● **TASK DESCRIPTION**: Across the data below, how many lines hold "parent"? Answer with that number and nothing else.

---------------

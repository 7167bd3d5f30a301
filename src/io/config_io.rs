use std::fs;
use std::path::{Path, PathBuf};

use crate::model::config::AppConfig;

use super::storage::atomic_write;

/// Error type for config I/O
#[derive(Debug, thiserror::Error)]
pub enum ConfigError {
    #[error("could not read {path}: {source}")]
    ReadError {
        path: PathBuf,
        source: std::io::Error,
    },
    #[error("could not write {path}: {source}")]
    WriteError {
        path: PathBuf,
        source: std::io::Error,
    },
    #[error("could not parse config.toml: {0}")]
    ParseError(#[from] toml::de::Error),
    #[error("could not parse config.toml: {0}")]
    DocumentError(#[from] toml_edit::TomlError),
    #[error("invalid config key: {0} (expected section.key, e.g. api.base_url)")]
    InvalidKey(String),
}

/// Read config.toml, falling back to defaults when the file does not exist
pub fn read_config(path: &Path) -> Result<AppConfig, ConfigError> {
    if !path.exists() {
        return Ok(AppConfig::default());
    }
    let text = fs::read_to_string(path).map_err(|e| ConfigError::ReadError {
        path: path.to_path_buf(),
        source: e,
    })?;
    Ok(toml::from_str(&text)?)
}

/// Read config.toml as a toml_edit document for format-preserving edits.
/// A missing file gives an empty document.
pub fn read_config_doc(path: &Path) -> Result<toml_edit::DocumentMut, ConfigError> {
    if !path.exists() {
        return Ok(toml_edit::DocumentMut::new());
    }
    let text = fs::read_to_string(path).map_err(|e| ConfigError::ReadError {
        path: path.to_path_buf(),
        source: e,
    })?;
    Ok(text.parse()?)
}

/// Write the config document back to disk, preserving formatting.
pub fn write_config(path: &Path, doc: &toml_edit::DocumentMut) -> Result<(), ConfigError> {
    let write_err = |e: std::io::Error| ConfigError::WriteError {
        path: path.to_path_buf(),
        source: e,
    };
    if let Some(parent) = path.parent() {
        fs::create_dir_all(parent).map_err(write_err)?;
    }
    atomic_write(path, doc.to_string().as_bytes()).map_err(write_err)
}

/// Set a dotted key such as `api.base_url` or `ui.colors.primary`.
///
/// Integers and booleans are stored as such, everything else as a string.
/// The result is re-parsed so a bad value never reaches disk.
pub fn set_value(doc: &mut toml_edit::DocumentMut, key: &str, raw: &str) -> Result<(), ConfigError> {
    let parts: Vec<&str> = key.split('.').collect();
    if parts.len() < 2 || parts.iter().any(|p| p.trim().is_empty()) {
        return Err(ConfigError::InvalidKey(key.to_string()));
    }

    let value = if let Ok(n) = raw.parse::<i64>() {
        toml_edit::value(n)
    } else if let Ok(b) = raw.parse::<bool>() {
        toml_edit::value(b)
    } else {
        toml_edit::value(raw)
    };

    let (leaf, tables) = parts.split_last().ok_or_else(|| ConfigError::InvalidKey(key.to_string()))?;
    let mut table = doc.as_table_mut();
    for name in tables {
        if !table.contains_key(name) {
            table.insert(name, toml_edit::Item::Table(toml_edit::Table::new()));
        }
        table = table[*name]
            .as_table_mut()
            .ok_or_else(|| ConfigError::InvalidKey(key.to_string()))?;
    }
    table[*leaf] = value;

    toml::from_str::<AppConfig>(&doc.to_string())?;
    Ok(())
}

#[cfg(test)]
mod tests {
    use super::*;
    use tempfile::TempDir;

    fn sample_config() -> &'static str {
        r##"# pms settings
[api]
base_url = "http://localhost:3000/api" # local dev server

[tasks]
page_size = 9
"##
    }

    #[test]
    fn missing_file_gives_defaults() {
        let tmp = TempDir::new().unwrap();
        let config = read_config(&tmp.path().join("config.toml")).unwrap();
        assert_eq!(config.tasks.page_size, 9);
    }

    #[test]
    fn test_round_trip_config() {
        let tmp = TempDir::new().unwrap();
        let path = tmp.path().join("config.toml");
        fs::write(&path, sample_config()).unwrap();

        let doc = read_config_doc(&path).unwrap();
        write_config(&path, &doc).unwrap();

        assert_eq!(fs::read_to_string(&path).unwrap(), sample_config());
    }

    #[test]
    fn set_value_keeps_comments() {
        let mut doc: toml_edit::DocumentMut = sample_config().parse().unwrap();
        set_value(&mut doc, "tasks.page_size", "12").unwrap();
        let result = doc.to_string();
        assert!(result.contains("page_size = 12"));
        assert!(result.contains("# local dev server"));
        let config: AppConfig = toml::from_str(&result).unwrap();
        assert_eq!(config.tasks.page_size, 12);
    }

    #[test]
    fn set_value_creates_nested_tables() {
        let mut doc = toml_edit::DocumentMut::new();
        set_value(&mut doc, "ui.colors.primary", "#112233").unwrap();
        set_value(&mut doc, "api.base_url", "https://pms.example.com/api").unwrap();
        let config: AppConfig = toml::from_str(&doc.to_string()).unwrap();
        assert_eq!(config.ui.colors.get("primary").map(String::as_str), Some("#112233"));
        assert_eq!(config.api.base_url, "https://pms.example.com/api");
    }

    #[test]
    fn set_value_rejects_wrong_type() {
        let mut doc: toml_edit::DocumentMut = sample_config().parse().unwrap();
        assert!(matches!(
            set_value(&mut doc, "tasks.page_size", "lots"),
            Err(ConfigError::ParseError(_))
        ));
    }

    #[test]
    fn set_value_rejects_bare_key() {
        let mut doc = toml_edit::DocumentMut::new();
        assert!(matches!(
            set_value(&mut doc, "page_size", "3"),
            Err(ConfigError::InvalidKey(_))
        ));
    }
}
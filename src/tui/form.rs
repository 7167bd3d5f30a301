use chrono::NaiveDate;

use crate::model::project::{ProjectDraft, ProjectStatus};
use crate::model::session::{LoginCredentials, RegisterForm};
use crate::model::task::{Priority, TaskDraft, TaskStatus};
use crate::model::user::{Role, UserDraft, UserStatus};
use crate::util::line_input::LineInput;

/// Which list a modal form or delete confirmation works on
#[derive(Debug, Clone, Copy, PartialEq, Eq)]
pub enum EntityKind {
    User,
    Project,
    Task,
}

impl EntityKind {
    pub fn noun(self) -> &'static str {
        match self {
            EntityKind::User => "User",
            EntityKind::Project => "Project",
            EntityKind::Task => "Task",
        }
    }
}

/// What submitting a form does
#[derive(Debug, Clone, Copy, PartialEq, Eq)]
pub enum FormTarget {
    Add(EntityKind),
    Edit(EntityKind, u64),
    Login,
    Register,
}

impl FormTarget {
    pub fn title(self) -> String {
        match self {
            FormTarget::Add(kind) => format!("Add {}", kind.noun()),
            FormTarget::Edit(kind, _) => format!("Edit {}", kind.noun()),
            FormTarget::Login => "Login".to_string(),
            FormTarget::Register => "Register".to_string(),
        }
    }
}

#[derive(Debug, Clone, PartialEq, Eq)]
pub enum FieldInput {
    Text(LineInput),
    /// Cycled with ←/→
    Choice { options: Vec<String>, selected: usize },
}

#[derive(Debug, Clone, PartialEq, Eq)]
pub struct FormField {
    pub label: &'static str,
    pub input: FieldInput,
    /// Render as bullets (passwords)
    pub masked: bool,
}

impl FormField {
    fn text(label: &'static str, value: &str) -> Self {
        FormField {
            label,
            input: FieldInput::Text(LineInput::new(value)),
            masked: false,
        }
    }

    fn secret(label: &'static str) -> Self {
        FormField {
            masked: true,
            ..FormField::text(label, "")
        }
    }

    /// A choice field; `current` is added to the options when missing so
    /// editing never silently changes a value
    fn choice(label: &'static str, mut options: Vec<String>, current: &str) -> Self {
        let selected = match options.iter().position(|o| o == current) {
            Some(i) => i,
            None => {
                options.push(current.to_string());
                options.len() - 1
            }
        };
        FormField {
            label,
            input: FieldInput::Choice { options, selected },
            masked: false,
        }
    }

    pub fn value(&self) -> &str {
        match &self.input {
            FieldInput::Text(input) => input.text(),
            FieldInput::Choice { options, selected } => {
                options.get(*selected).map(String::as_str).unwrap_or("")
            }
        }
    }
}

/// A modal (or full-screen, for login/register) form: labelled fields,
/// one focused at a time, plus the inline error from the last submit
#[derive(Debug, Clone, PartialEq, Eq)]
pub struct FormState {
    pub target: FormTarget,
    pub fields: Vec<FormField>,
    pub focus: usize,
    pub error: Option<String>,
}

fn strings<T>(items: impl IntoIterator<Item = T>, f: impl Fn(T) -> String) -> Vec<String> {
    items.into_iter().map(f).collect()
}

/// An empty choice first, for optional fields like project and assignee
fn optional(names: &[String]) -> Vec<String> {
    std::iter::once(String::new())
        .chain(names.iter().cloned())
        .collect()
}

impl FormState {
    fn new(target: FormTarget, fields: Vec<FormField>) -> Self {
        FormState {
            target,
            fields,
            focus: 0,
            error: None,
        }
    }

    pub fn user(target: FormTarget, draft: &UserDraft) -> Self {
        Self::new(
            target,
            vec![
                FormField::text("Name", &draft.name),
                FormField::text("Email", &draft.email),
                FormField::choice(
                    "Role",
                    strings(Role::CHOICES, |r| r.as_str().to_string()),
                    draft.role.as_str(),
                ),
                FormField::choice(
                    "Status",
                    strings(UserStatus::CHOICES, |s| s.as_str().to_string()),
                    draft.status.as_str(),
                ),
            ],
        )
    }

    pub fn project(target: FormTarget, draft: &ProjectDraft) -> Self {
        Self::new(
            target,
            vec![
                FormField::text("Name", &draft.name),
                FormField::text("Description", &draft.description),
                FormField::choice(
                    "Status",
                    strings(ProjectStatus::CHOICES, |s| s.as_str().to_string()),
                    draft.status.as_str(),
                ),
            ],
        )
    }

    pub fn task(target: FormTarget, draft: &TaskDraft, projects: &[String], users: &[String]) -> Self {
        let due = draft.due_date.map(|d| d.to_string()).unwrap_or_default();
        Self::new(
            target,
            vec![
                FormField::text("Title", &draft.title),
                FormField::text("Description", &draft.description),
                FormField::choice(
                    "Status",
                    strings(TaskStatus::CHOICES, |s| s.as_str().to_string()),
                    draft.status.as_str(),
                ),
                FormField::choice(
                    "Priority",
                    strings(Priority::CHOICES, |p| p.as_str().to_string()),
                    draft.priority.as_str(),
                ),
                FormField::choice("Project", optional(projects), &draft.project),
                FormField::choice("Assignee", optional(users), &draft.assignee),
                FormField::text("Due date", &due),
            ],
        )
    }

    pub fn login() -> Self {
        Self::new(
            FormTarget::Login,
            vec![FormField::text("Email", ""), FormField::secret("Password")],
        )
    }

    pub fn register() -> Self {
        Self::new(
            FormTarget::Register,
            vec![
                FormField::text("Name", ""),
                FormField::text("Email", ""),
                FormField::secret("Password"),
                FormField::secret("Confirm Password"),
            ],
        )
    }

    // -----------------------------------------------------------------------
    // Editing
    // -----------------------------------------------------------------------

    pub fn focused(&self) -> Option<&FormField> {
        self.fields.get(self.focus)
    }

    pub fn focused_text_mut(&mut self) -> Option<&mut LineInput> {
        match self.fields.get_mut(self.focus).map(|f| &mut f.input) {
            Some(FieldInput::Text(input)) => Some(input),
            _ => None,
        }
    }

    pub fn next_field(&mut self) {
        if !self.fields.is_empty() {
            self.focus = (self.focus + 1) % self.fields.len();
        }
    }

    pub fn prev_field(&mut self) {
        if !self.fields.is_empty() {
            self.focus = (self.focus + self.fields.len() - 1) % self.fields.len();
        }
    }

    /// Step the focused choice field; no-op on text fields
    pub fn cycle_choice(&mut self, forward: bool) {
        if let Some(FieldInput::Choice { options, selected }) =
            self.fields.get_mut(self.focus).map(|f| &mut f.input)
            && !options.is_empty()
        {
            *selected = if forward {
                (*selected + 1) % options.len()
            } else {
                (*selected + options.len() - 1) % options.len()
            };
        }
    }

    pub fn value(&self, index: usize) -> &str {
        self.fields.get(index).map(FormField::value).unwrap_or("")
    }

    /// Empty every text field and the error; choices keep their selection
    pub fn reset(&mut self) {
        for field in &mut self.fields {
            if let FieldInput::Text(input) = &mut field.input {
                input.clear();
            }
        }
        self.focus = 0;
        self.error = None;
    }

    // -----------------------------------------------------------------------
    // Reading drafts back out
    // -----------------------------------------------------------------------

    pub fn user_draft(&self) -> UserDraft {
        UserDraft {
            name: self.value(0).trim().to_string(),
            email: self.value(1).trim().to_string(),
            role: Role::CHOICES
                .into_iter()
                .find(|r| r.as_str() == self.value(2))
                .unwrap_or_default(),
            status: UserStatus::CHOICES
                .into_iter()
                .find(|s| s.as_str() == self.value(3))
                .unwrap_or_default(),
        }
    }

    pub fn project_draft(&self) -> ProjectDraft {
        ProjectDraft {
            name: self.value(0).trim().to_string(),
            description: self.value(1).trim().to_string(),
            status: ProjectStatus::CHOICES
                .into_iter()
                .find(|s| s.as_str() == self.value(2))
                .unwrap_or_default(),
        }
    }

    /// Fails only on a due date that is neither empty nor `YYYY-MM-DD`
    pub fn task_draft(&self) -> Result<TaskDraft, String> {
        let due = self.value(6).trim();
        let due_date = if due.is_empty() {
            None
        } else {
            Some(
                NaiveDate::parse_from_str(due, "%Y-%m-%d")
                    .map_err(|_| "Due date must be YYYY-MM-DD".to_string())?,
            )
        };
        Ok(TaskDraft {
            title: self.value(0).trim().to_string(),
            description: self.value(1).trim().to_string(),
            status: TaskStatus::from(self.value(2)),
            priority: Priority::from(self.value(3)),
            project: self.value(4).to_string(),
            assignee: self.value(5).to_string(),
            due_date,
        })
    }

    pub fn login_credentials(&self) -> LoginCredentials {
        LoginCredentials {
            email: self.value(0).trim().to_string(),
            password: self.value(1).to_string(),
        }
    }

    pub fn register_form(&self) -> RegisterForm {
        RegisterForm {
            name: self.value(0).trim().to_string(),
            email: self.value(1).trim().to_string(),
            password: self.value(2).to_string(),
            confirm_password: self.value(3).to_string(),
        }
    }
}
use ratatui::Frame;
use ratatui::layout::Rect;
use ratatui::style::{Modifier, Style};
use ratatui::text::{Line, Span};
use ratatui::widgets::{Block, Borders, Clear, Paragraph};

use crate::model::route::Route;
use crate::tui::app::App;

use super::centered_rect_fixed;

const HELP_W: u16 = 56;
const KEY_COL: usize = 14;

const LIST_KEYS: &[(&str, &str)] = &[
    ("\u{2191}\u{2193}/jk", "Move cursor"),
    ("g/G", "Jump to top/bottom"),
    ("a", "Add"),
    ("e/Enter", "Edit selected"),
    ("d/Del", "Delete selected"),
];

const TASK_KEYS: &[(&str, &str)] = &[
    ("a/e/d", "Add, edit, delete"),
    ("/", "Search title and description"),
    ("x y z", "Cycle status, priority, project filter"),
    ("X", "Clear filters"),
    ("o t/d/p/s", "Sort by column (again to flip)"),
    ("[ ]", "Previous/next page"),
    ("c", "Toggle calendar"),
];

const CALENDAR_KEYS: &[(&str, &str)] = &[
    ("[ ]", "Previous/next month"),
    ("t", "Back to this month"),
    ("c", "Back to the task table"),
];

const AUTH_KEYS: &[(&str, &str)] = &[
    ("Enter/i", "Start typing"),
    ("Tab", "Next field"),
    ("Esc", "Back to the sidebar"),
];

const GLOBAL_KEYS: &[(&str, &str)] = &[
    ("1-7", "Go to screen N"),
    ("Tab/S-Tab", "Next/previous screen"),
    ("L", "Sign out"),
    ("?", "Toggle this help"),
    ("q", "Quit"),
    ("Ctrl+C", "Quit (any mode)"),
];

/// Bindings for the screen under the overlay, if it has any of its own
fn route_section(app: &App) -> Option<(String, &'static [(&'static str, &'static str)])> {
    let keys = match app.route {
        Route::Users | Route::Projects => LIST_KEYS,
        Route::Tasks if app.show_calendar => CALENDAR_KEYS,
        Route::Tasks => TASK_KEYS,
        Route::Login | Route::Register => AUTH_KEYS,
        Route::Home | Route::Dashboard => return None,
    };
    Some((app.route.title().to_string(), keys))
}

/// Render the help overlay (toggled with ?)
pub fn render_help_overlay(frame: &mut Frame, app: &App, area: Rect) {
    let bg = app.theme.paper;
    let key_style = Style::default()
        .fg(app.theme.primary)
        .bg(bg)
        .add_modifier(Modifier::BOLD);
    let desc_style = Style::default().fg(app.theme.text).bg(bg);
    let header_style = Style::default()
        .fg(app.theme.text_bright)
        .bg(bg)
        .add_modifier(Modifier::BOLD);

    let section = |lines: &mut Vec<Line<'static>>, title: String, keys: &[(&'static str, &'static str)]| {
        lines.push(Line::from(Span::styled(format!(" {}", title), header_style)));
        for (key, desc) in keys {
            lines.push(Line::from(vec![
                Span::styled(format!(" {:<width$}", key, width = KEY_COL), key_style),
                Span::styled(*desc, desc_style),
            ]));
        }
    };

    let mut lines: Vec<Line<'static>> = vec![
        Line::from(Span::styled(" Key Bindings", header_style)),
        Line::from(""),
    ];
    if let Some((title, keys)) = route_section(app) {
        section(&mut lines, title, keys);
        lines.push(Line::from(""));
    }
    section(&mut lines, "Global".to_string(), GLOBAL_KEYS);

    let overlay_area = centered_rect_fixed(HELP_W, lines.len() as u16 + 2, area);
    frame.render_widget(Clear, overlay_area);

    let block = Block::default()
        .borders(Borders::ALL)
        .border_style(Style::default().fg(app.theme.border).bg(bg))
        .style(Style::default().bg(bg));
    frame.render_widget(
        Paragraph::new(lines).block(block).style(Style::default().bg(bg)),
        overlay_area,
    );
}

#[cfg(test)]
mod tests {
    use super::*;
    use crate::tui::app::tests::test_app;
    use crate::tui::render::test_helpers::*;

    fn help(app: &App) -> String {
        render_to_string(TERM_W, TERM_H, |frame, area| {
            render_help_overlay(frame, app, area)
        })
    }

    #[test]
    fn tasks_help_lists_filter_keys() {
        let (mut app, _dir) = test_app();
        app.navigate(Route::Tasks);
        let output = help(&app);
        assert!(output.contains("Cycle status, priority, project filter"));
        assert!(output.contains("Go to screen N"));
    }

    #[test]
    fn calendar_help_replaces_table_keys() {
        let (mut app, _dir) = test_app();
        app.navigate(Route::Tasks);
        app.show_calendar = true;
        let output = help(&app);
        assert!(output.contains("Previous/next month"));
        assert!(!output.contains("Clear filters"));
    }

    #[test]
    fn home_help_is_global_only() {
        let (app, _dir) = test_app();
        let output = help(&app);
        assert!(!output.contains("Toggle calendar"));
        assert!(output.contains("Sign out"));
    }
}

---------------

● **RESULT OF THIS TASK**: 2